*** Excerpted data ***

//! Purchase entitlements.
//!
//! Tracks, per identity, the set of course ids the identity has purchased.
//! Membership is monotonic: there is no removal path, matching the product
//! decision that entitlements are never revoked by this core.

use std::collections::BTreeSet;

use crate::storage::KeyValueStore;
use crate::CoreError;

/// Per-identity purchased-course sets over a [`KeyValueStore`].
///
/// The record for an identity is created lazily: querying an identity with
/// no record yields the empty set. Corrupt persisted data is treated the
/// same way, never surfaced as an error.
#[derive(Clone)]
pub struct EntitlementStore<S: KeyValueStore> {
    store: S,
}

impl<S: KeyValueStore> EntitlementStore<S> {
    pub fn new(store: S) -> Self {
        Self { store }
    }

    fn key(identity_id: &str) -> String {
        format!("entitlements:{identity_id}")
    }

    /// Returns true if `identity_id` has purchased `course_id`.
    pub fn is_entitled(&self, identity_id: &str, course_id: &str) -> bool {
        self.entitlements_for(identity_id).contains(course_id)
    }

    /// Returns all course ids purchased by `identity_id`.
    pub fn entitlements_for(&self, identity_id: &str) -> BTreeSet<String> {
        let Ok(Some(raw)) = self.store.get(&Self::key(identity_id)) else {
            return BTreeSet::new();
        };

        serde_json::from_str(&raw).unwrap_or_else(|e| {
            log::warn!(
                target: "coursebound::entitlement",
                "msg=\"discarding unparsable entitlement record\" identity_id={identity_id} error=\"{e}\""
            );
            BTreeSet::new()
        })
    }

    /// Records that `identity_id` has purchased `course_id`.
    ///
    /// Idempotent set-insert: granting an already-held entitlement is a
    /// no-op and does not rewrite storage.
    pub fn grant(&self, identity_id: &str, course_id: &str) -> Result<(), CoreError> {
        let mut courses = self.entitlements_for(identity_id);
        if !courses.insert(course_id.to_owned()) {
            return Ok(());
        }

        let encoded = serde_json::to_string(&courses)
            .map_err(|e| CoreError::Storage(format!("Failed to serialize entitlements: {e}")))?;
        self.store.set(&Self::key(identity_id), &encoded)
    }
}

*** End of Excerpted data ***

Between the first line of the entries above and the line with "fn key(identity_id: &str)", both included, copy every line exactly and nothing outside that range.

→ Written response
//! Purchase entitlements.
//!
//! Tracks, per identity, the set of course ids the identity has purchased.
//! Membership is monotonic: there is no removal path, matching the product
//! decision that entitlements are never revoked by this core.

use std::collections::BTreeSet;

use crate::storage::KeyValueStore;
use crate::CoreError;

/// Per-identity purchased-course sets over a [`KeyValueStore`].
///
/// The record for an identity is created lazily: querying an identity with
/// no record yields the empty set. Corrupt persisted data is treated the
/// same way, never surfaced as an error.
#[derive(Clone)]
pub struct EntitlementStore<S: KeyValueStore> {
    store: S,
}

impl<S: KeyValueStore> EntitlementStore<S> {
    pub fn new(store: S) -> Self {
        Self { store }
    }

    fn key(identity_id: &str) -> String {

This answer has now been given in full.